• **Instructions to follow**: Show me each line of the listing below where the word "nested" appears.

• **Provided records**:
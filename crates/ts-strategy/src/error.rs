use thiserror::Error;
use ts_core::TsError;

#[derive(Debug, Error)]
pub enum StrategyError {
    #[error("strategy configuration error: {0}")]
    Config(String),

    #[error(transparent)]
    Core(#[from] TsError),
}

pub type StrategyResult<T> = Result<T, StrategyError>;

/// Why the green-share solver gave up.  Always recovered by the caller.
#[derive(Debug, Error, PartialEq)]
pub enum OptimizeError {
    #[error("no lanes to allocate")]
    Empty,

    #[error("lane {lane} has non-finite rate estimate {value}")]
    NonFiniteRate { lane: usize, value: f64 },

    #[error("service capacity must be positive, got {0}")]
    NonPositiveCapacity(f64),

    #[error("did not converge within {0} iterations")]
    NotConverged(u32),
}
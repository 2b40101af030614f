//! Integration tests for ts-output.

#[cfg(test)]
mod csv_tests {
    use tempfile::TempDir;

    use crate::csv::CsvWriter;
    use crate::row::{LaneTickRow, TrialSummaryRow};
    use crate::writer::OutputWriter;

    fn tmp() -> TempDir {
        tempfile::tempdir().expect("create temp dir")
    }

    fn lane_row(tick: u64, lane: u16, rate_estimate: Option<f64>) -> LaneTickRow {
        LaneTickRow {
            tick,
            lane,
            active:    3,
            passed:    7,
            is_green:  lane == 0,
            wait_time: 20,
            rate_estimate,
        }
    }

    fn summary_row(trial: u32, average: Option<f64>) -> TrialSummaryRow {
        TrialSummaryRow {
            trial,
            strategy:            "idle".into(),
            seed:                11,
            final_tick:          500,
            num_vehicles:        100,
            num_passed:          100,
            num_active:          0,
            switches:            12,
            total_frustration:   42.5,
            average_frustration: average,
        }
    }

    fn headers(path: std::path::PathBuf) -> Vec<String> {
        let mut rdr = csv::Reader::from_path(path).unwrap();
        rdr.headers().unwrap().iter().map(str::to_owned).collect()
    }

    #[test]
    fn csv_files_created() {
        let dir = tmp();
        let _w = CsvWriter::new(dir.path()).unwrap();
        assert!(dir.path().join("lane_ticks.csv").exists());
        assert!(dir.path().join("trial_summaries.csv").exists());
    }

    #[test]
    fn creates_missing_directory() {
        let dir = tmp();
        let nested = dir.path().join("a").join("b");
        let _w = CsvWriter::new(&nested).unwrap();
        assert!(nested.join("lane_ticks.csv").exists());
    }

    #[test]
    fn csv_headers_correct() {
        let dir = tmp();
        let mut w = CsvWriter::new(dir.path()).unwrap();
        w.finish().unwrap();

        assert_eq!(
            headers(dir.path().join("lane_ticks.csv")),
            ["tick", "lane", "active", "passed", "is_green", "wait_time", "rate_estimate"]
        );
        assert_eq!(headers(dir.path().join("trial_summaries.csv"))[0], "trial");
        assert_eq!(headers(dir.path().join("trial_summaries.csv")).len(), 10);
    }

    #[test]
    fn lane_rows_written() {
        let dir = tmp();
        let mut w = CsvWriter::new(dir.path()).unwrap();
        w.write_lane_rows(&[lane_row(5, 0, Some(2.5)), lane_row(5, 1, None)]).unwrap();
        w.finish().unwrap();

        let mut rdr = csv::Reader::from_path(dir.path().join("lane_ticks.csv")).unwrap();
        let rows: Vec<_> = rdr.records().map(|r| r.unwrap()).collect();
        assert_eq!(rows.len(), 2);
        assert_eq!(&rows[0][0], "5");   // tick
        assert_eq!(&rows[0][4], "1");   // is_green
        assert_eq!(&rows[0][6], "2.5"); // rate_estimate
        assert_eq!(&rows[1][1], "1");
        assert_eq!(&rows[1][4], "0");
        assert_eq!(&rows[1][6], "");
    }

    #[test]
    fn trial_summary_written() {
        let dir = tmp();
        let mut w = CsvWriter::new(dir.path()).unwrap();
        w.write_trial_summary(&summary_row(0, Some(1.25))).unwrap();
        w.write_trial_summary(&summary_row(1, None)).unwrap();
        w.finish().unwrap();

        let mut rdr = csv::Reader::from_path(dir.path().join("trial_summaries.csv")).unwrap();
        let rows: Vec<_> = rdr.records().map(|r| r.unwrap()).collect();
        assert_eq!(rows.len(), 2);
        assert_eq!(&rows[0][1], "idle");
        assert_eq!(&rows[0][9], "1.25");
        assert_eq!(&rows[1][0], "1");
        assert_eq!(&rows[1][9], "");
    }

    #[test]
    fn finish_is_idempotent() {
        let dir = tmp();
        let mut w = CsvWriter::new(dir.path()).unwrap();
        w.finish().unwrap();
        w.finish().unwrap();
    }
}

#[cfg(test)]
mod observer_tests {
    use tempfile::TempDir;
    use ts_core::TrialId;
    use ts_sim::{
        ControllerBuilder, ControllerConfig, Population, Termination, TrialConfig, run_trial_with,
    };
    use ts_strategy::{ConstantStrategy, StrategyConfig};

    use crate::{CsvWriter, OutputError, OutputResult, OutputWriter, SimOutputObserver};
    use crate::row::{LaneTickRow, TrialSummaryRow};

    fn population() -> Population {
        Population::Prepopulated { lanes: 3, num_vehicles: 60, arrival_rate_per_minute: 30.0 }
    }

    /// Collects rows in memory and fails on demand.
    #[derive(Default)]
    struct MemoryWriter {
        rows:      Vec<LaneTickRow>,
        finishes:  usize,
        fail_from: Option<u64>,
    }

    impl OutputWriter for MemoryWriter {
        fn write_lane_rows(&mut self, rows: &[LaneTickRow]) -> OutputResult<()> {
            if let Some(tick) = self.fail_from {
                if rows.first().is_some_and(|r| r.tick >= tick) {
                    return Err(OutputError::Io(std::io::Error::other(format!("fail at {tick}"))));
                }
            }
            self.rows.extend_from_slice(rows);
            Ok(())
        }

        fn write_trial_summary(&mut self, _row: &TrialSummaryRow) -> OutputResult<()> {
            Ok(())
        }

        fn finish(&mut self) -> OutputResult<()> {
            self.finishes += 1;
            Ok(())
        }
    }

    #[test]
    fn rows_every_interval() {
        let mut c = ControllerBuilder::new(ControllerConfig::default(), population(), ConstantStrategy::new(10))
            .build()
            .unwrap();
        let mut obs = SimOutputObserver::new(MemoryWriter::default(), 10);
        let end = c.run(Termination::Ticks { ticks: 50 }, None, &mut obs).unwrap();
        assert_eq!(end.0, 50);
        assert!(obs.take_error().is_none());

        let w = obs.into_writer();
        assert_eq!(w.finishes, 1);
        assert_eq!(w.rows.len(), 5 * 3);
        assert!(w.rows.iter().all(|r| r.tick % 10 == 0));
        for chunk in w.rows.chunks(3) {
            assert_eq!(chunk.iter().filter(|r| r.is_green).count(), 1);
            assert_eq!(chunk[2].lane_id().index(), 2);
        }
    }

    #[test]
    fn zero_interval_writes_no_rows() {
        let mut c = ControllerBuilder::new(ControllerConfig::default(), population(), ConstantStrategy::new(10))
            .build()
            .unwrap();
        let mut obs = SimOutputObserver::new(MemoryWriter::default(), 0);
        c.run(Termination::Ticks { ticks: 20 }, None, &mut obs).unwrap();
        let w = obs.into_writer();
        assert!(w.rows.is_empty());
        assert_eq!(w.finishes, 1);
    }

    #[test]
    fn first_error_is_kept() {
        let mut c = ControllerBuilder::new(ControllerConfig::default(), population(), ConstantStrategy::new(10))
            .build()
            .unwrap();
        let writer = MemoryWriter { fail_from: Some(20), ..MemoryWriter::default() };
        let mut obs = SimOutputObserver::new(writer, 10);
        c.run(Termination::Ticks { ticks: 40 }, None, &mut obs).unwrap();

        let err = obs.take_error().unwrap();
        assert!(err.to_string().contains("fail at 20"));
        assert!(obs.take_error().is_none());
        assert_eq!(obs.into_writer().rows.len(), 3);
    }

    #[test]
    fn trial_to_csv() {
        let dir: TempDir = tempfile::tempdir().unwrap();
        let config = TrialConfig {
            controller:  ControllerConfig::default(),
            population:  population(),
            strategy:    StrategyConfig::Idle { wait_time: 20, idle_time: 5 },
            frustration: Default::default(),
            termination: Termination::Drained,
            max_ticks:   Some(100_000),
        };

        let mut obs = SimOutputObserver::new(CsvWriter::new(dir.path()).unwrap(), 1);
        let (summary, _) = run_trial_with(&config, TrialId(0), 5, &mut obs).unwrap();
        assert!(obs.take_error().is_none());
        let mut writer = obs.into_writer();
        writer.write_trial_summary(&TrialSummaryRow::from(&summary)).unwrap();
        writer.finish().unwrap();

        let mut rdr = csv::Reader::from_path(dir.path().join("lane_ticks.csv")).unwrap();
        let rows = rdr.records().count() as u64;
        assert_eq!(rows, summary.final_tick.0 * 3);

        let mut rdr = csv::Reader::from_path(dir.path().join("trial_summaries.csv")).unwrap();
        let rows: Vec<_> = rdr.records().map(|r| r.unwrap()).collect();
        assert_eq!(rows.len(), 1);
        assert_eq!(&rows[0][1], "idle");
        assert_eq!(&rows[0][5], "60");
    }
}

• **Output of the exercise**:
        let nested = dir.path().join("a").join("b");
        let _w = CsvWriter::new(&nested).unwrap();
        assert!(nested.join("lane_ticks.csv").exists());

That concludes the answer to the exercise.